Introduction and summary

It has been more than a year since the Senate Judiciary Committee held its historic hearing on the Equality Act.1 If passed and signed into law, this legislation would provide clear and comprehensive federal protections against discrimination2 for millions3 of LGBTQI+ Americans. Sadly, in the absence of federal legislation, the landscape of legal protections for LGBTQI+ Americans remains complex and inconsistent. Currently, there are 29 states4 in which LGBTQI+ individuals are not fully protected from discrimination. Many states have actively discriminatory policies.5 And, with more than 1206 anti-LGBTQI+ bills introduced in state legislatures in January 2022 alone—including South Dakota passing the first anti-transgender legislation of the year—this number is slated to increase. However, there are 21 states, as well as Washington, D.C., and at least 330 municipalities that fully and explicitly prohibit discrimination against LGBTQ people in employment, housing, and public accommodations.7 Existing studies of these antidiscrimination laws show that protections for LGBTQI+ individuals improve health and employment outcomes for those affected; lessen homophobia and social stigma; and lead to improved overall economic outcomes.

LGBTQI+ protections benefit LGBTQI+ people

Many states and localities have established nondiscrimination protections for LGBTQI+ individuals in areas such as employment, housing, and education. Prior literature has examined the ways in which each of these forms of protection has impacted LGBTQI+ individuals—and the results indicate that protections have resounding benefits.

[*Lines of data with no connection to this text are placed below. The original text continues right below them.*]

//! Retail investor - trades on social sentiment.
//!
//! Each investor starts with a private opinion drawn from a skewed range
//! and broadcasts it to its network every tick. Received opinions are
//! blended into the investor's own on a fixed cadence, so sentiment
//! diffuses outward from whoever is loudest. Once the warmup period ends
//! the investor converts its opinion into orders through the exponential
//! volume curve, with a small chance each tick of losing conviction and
//! flipping sides. Retail investors trade on credit.

use rand::rngs::StdRng;
use rand::{Rng, SeedableRng};
use types::{AgentId, Archetype, Tick};

use crate::book::{TraderBook, TraderParams};
use crate::credit::CreditTerms;
use crate::traits::{Agent, MarketView};

/// Configuration for a retail investor.
#[derive(Debug, Clone)]
pub struct RetailInvestorConfig {
    /// Tick after which opinions translate into trades.
    pub opinion_start_tick: Tick,
    /// Blend the network's mean opinion into our own every this many ticks.
    pub averaging_cadence: Tick,
    /// Probability per tick of flipping the opinion's sign.
    pub doubt_probability: f64,
    /// Initial opinion is drawn from `[min_opinion, max_opinion)`.
    pub min_opinion: f64,
    pub max_opinion: f64,
    /// Sensitivity is drawn per trader from `[min_sensitivity, max_sensitivity)`.
    pub min_sensitivity: f64,
    pub max_sensitivity: f64,
    /// Option expiry is drawn per trader from `[min_expiry, max_expiry)`.
    pub min_expiry: Tick,
    pub max_expiry: Tick,
}

impl Default for RetailInvestorConfig {
    fn default() -> Self {
        Self {
            opinion_start_tick: 20,
            averaging_cadence: 3,
            doubt_probability: 0.01,
            min_opinion: -2.0,
            max_opinion: 4.0,
            min_sensitivity: 2.0,
            max_sensitivity: 10.0,
            min_expiry: 10,
            max_expiry: 25,
        }
    }
}

/// A sentiment-driven trader embedded in the opinion network.
pub struct RetailInvestor {
    id: AgentId,
    config: RetailInvestorConfig,
    book: TraderBook,
    rng: StdRng,
    opinion: f64,
    sensitivity: f64,
    option_expiry: Tick,
    network_opinion: f64,
}

impl RetailInvestor {
    pub fn new(id: AgentId, config: RetailInvestorConfig, params: TraderParams) -> Self {
        Self::with_rng(id, config, params, StdRng::from_os_rng())
    }

    /// Create a retail investor with a specific seed (for reproducible runs).
    pub fn with_seed(id: AgentId, config: RetailInvestorConfig, params: TraderParams, seed: u64) -> Self {
        Self::with_rng(id, config, params, StdRng::seed_from_u64(seed))
    }

    pub fn with_defaults(id: AgentId) -> Self {
        Self::new(id, RetailInvestorConfig::default(), TraderParams::default())
    }

    fn with_rng(id: AgentId, config: RetailInvestorConfig, params: TraderParams, mut rng: StdRng) -> Self {
        let opinion = rng.random_range(config.min_opinion..config.max_opinion);
        let sensitivity = rng.random_range(config.min_sensitivity..config.max_sensitivity);
        let option_expiry = rng.random_range(config.min_expiry..config.max_expiry);
        let terms = CreditTerms::draw(&mut rng);
        Self {
            id,
            config,
            book: TraderBook::new(id, params).with_credit(terms),
            rng,
            opinion,
            sensitivity,
            option_expiry,
            network_opinion: 0.0,
        }
    }

    /// Current opinion value.
    pub fn opinion(&self) -> f64 {
        self.opinion
    }
}

impl Agent for RetailInvestor {
    fn id(&self) -> AgentId {
        self.id
    }

    fn archetype(&self) -> Archetype {
        Archetype::RetailInvestor
    }

    fn book(&self) -> &TraderBook {
        &self.book
    }

    fn book_mut(&mut self) -> &mut TraderBook {
        &mut self.book
    }

    fn name(&self) -> &str {
        "RetailInvestor"
    }

    fn share_opinion(&mut self, _view: &MarketView<'_>) -> Option<f64> {
        Some(self.opinion)
    }

    fn on_opinions(&mut self, opinions: &[f64], _view: &MarketView<'_>) {
        self.network_opinion = MarketView::mean_opinion(opinions).unwrap_or(0.0);
    }

    fn on_tick(&mut self, view: &MarketView<'_>) {
        if view.tick > self.config.opinion_start_tick {
            if self.rng.random::<f64>() < self.config.doubt_probability {
                self.opinion = -self.opinion;
            }
            self.book
                .trade_on_opinion(self.opinion, self.sensitivity, self.option_expiry, view);
            if self.network_opinion != 0.0 && view.tick % self.config.averaging_cadence == 0 {
                self.opinion = (self.network_opinion + self.opinion) / 2.0;
            }
        }
        self.book.flush_pending_shares();
    }
}

#[cfg(test)]
mod tests {
    use super::*;

    fn view_at(tick: Tick, prices: &[f64]) -> MarketView<'_> {
        MarketView {
            tick,
            price: *prices.last().unwrap(),
            price_change: 0.0,
            interest_rate: 0.02,
            volatility: 0.15,
            projected_price: *prices.last().unwrap(),
            predicted_net_demand: 0.0,
            predicted_total_demand: 0.0,
            prices,
            market_failed: false,
        }
    }

    fn investor(seed: u64) -> RetailInvestor {
        RetailInvestor::with_seed(AgentId(1), RetailInvestorConfig::default(), TraderParams::default(), seed)
    }

    #[test]
    fn initial_draws_fall_in_configured_ranges() {
        for seed in 0..50 {
            let trader = investor(seed);
            assert!(trader.opinion >= -2.0 && trader.opinion < 4.0);
            assert!(trader.sensitivity >= 2.0 && trader.sensitivity < 10.0);
            assert!(trader.option_expiry >= 10 && trader.option_expiry < 25);
        }
    }

    #[test]
    fn broadcasts_own_opinion_every_tick() {
        let prices = vec![10.0];
        let mut trader = investor(7);
        let expected = trader.opinion;
        let view = view_at(1, &prices);
        assert_eq!(trader.share_opinion(&view), Some(expected));
        let view = view_at(2, &prices);
        assert_eq!(trader.share_opinion(&view), Some(expected));
    }

    #[test]
    fn stays_inert_during_warmup() {
        let prices = vec![10.0];
        let mut trader = investor(3);
        trader.opinion = 20.0;
        let view = view_at(10, &prices);
        trader.on_tick(&view);
        assert!(trader.book.outbox().is_empty());
    }

    #[test]
    fn maximal_opinion_buys_full_volume() {
        let prices = vec![10.0];
        let mut trader = investor(11);
        trader.config.doubt_probability = 0.0;
        trader.opinion = 20.0;
        let view = view_at(25, &prices);
        trader.on_tick(&view);
        assert_eq!(trader.book.outbox().buy_volume, 10.0);
        assert_eq!(trader.book.shares, 10.0);
    }

    #[test]
    fn negative_opinion_sells() {
        let prices = vec![10.0];
        let mut trader = investor(13);
        trader.config.doubt_probability = 0.0;
        trader.opinion = -20.0;
        let view = view_at(25, &prices);
        trader.on_tick(&view);
        let outbox = trader.book.outbox();
        assert_eq!(outbox.sell_volume, 10.0);
        assert_eq!(outbox.short_volume, 10.0);
    }

    #[test]
    fn blends_network_opinion_on_cadence() {
        let prices = vec![10.0];
        let mut trader = investor(17);
        trader.config.doubt_probability = 0.0;
        trader.opinion = 2.0;

        let view = view_at(25, &prices);
        trader.on_opinions(&[6.0, 10.0], &view);
        assert_eq!(trader.network_opinion, 8.0);

        // Tick 25 is off-cadence, opinion holds.
        trader.on_tick(&view);
        assert_eq!(trader.opinion, 2.0);

        // Tick 27 is on-cadence, opinion moves halfway to the mean.
        let view = view_at(27, &prices);
        trader.on_tick(&view);
        assert_eq!(trader.opinion, 5.0);
    }

    #[test]
    fn doubt_flips_opinion_sign() {
        let prices = vec![10.0];
        let mut trader = investor(19);
        trader.config.doubt_probability = 1.0;
        trader.opinion = 3.0;
        let view = view_at(25, &prices);
        trader.on_tick(&view);
        assert_eq!(trader.opinion, -3.0);
    }
}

Improved mental and physical health. In states with protections, data show that LGB individuals are less likely to report mental health issues—including depression, anxiety, PTSD, and dysthymia—and experience improved overall physical health.8 Sexual minority women are also more likely to report satisfaction with their health care providers and to report disclosing their sexual identity to health care providers. This result indicates that nondiscrimination protections can foster both higher levels of trust in the medical system amongst LGB patients and the ability of LGB people to receive care related to their sexual orientation or gender identity.9

For transgender individuals specifically, living in states with more inclusive policies for gender nondiscrimination, health insurance coverage, and changing legal documents was associated with reduced odds of avoiding health care due to fear of mistreatment—an issue of great importance given the high barriers10 to care for many transgender Americans.11 One study of transgender veterans found that those living in states with employment nondiscrimination protections were 26 percent less likely to have a bipolar or depressive disorder and 43 percent less likely to engage in self-harm, while another found that an increased number of positive gender-identity policies by state is associated with decreased alcohol consumption.12 Notably, nondiscrimination policies have been proven to massively decrease the risk of suicidality for transgender individuals.13

Higher employment and wages. A bevy of literature has proven that LGB individuals in states with employment nondiscrimination laws experience higher rates of employment and better wages than in states without. 14 One 2020 study found that anti-discrimination laws reduce the gay male labor force participation gap by 18 percent, the employment gap by 17 percent, and the wage gap by 11 percent.15

Improved employment experiences. In states with employment anti-discrimination laws, resource managers are proven to use less bias when evaluating LGB applicants for jobs when compared to states without protections.16 One field study sent researchers, some with pride apparel and some without, to hundreds of retail interviews in both areas with and without LGBTQ employment protections and analyzed the taped interviews to compare the treatment of interviewees. This research found that in areas with protections, LGB applicants were treated significantly better than in areas without.17 LGB employees in states with protections are also more likely to file discrimination claims than in states without, with the utilization of discrimination protections in these states meeting “the same general range that race and sex-discrimination laws are used by people of color and women,”  indicating that employees understand their legal rights and have the capacity to fight for equal treatment.18 Interestingly, research has shown that state nondiscrimination state laws increase the likelihood of LGBT-friendly HR practices—such as more inclusive employment benefits, higher organizational LGBT competency, and stronger public commitment to LGBTQI+ issues—at companies headquartered in the areas impacted.19

Improved school environments. Research indicates that LGBTQ youth in states with LGBTQ nondiscrimination protections for students are significantly less likely to experience bullying than those in states without.20 States with more nondiscrimination protections on a range of issues—such as employment, housing, and public accommodations—have also been associated with improved school safety, less cyberbullying, and higher reported grades for LGBT students.21 One study found that states with laws protecting LGBTQ students were more likely to have school districts requiring GSAs (gay-straight alliances) in schools than those in states with no protections.22 Increased LGB state-level protections have also been associated with lower levels of drug use by LGB adolescents.23

Less social stigma and discrimination. Several studies have confirmed that in states with inclusive nondiscrimination policies, LGBTQ people perceive fewer negative messages in their environments, higher levels of social support, and lower levels of internalized homophobia.24 Evidence also suggests that state employment nondiscrimination protections for LGBTQ people are related to a reduction in the incidence of hate crimes.25 This suggests that when governments make the protection of LGBTQI+ individuals a priority, perceptions of LGBTQI+ people change for the better.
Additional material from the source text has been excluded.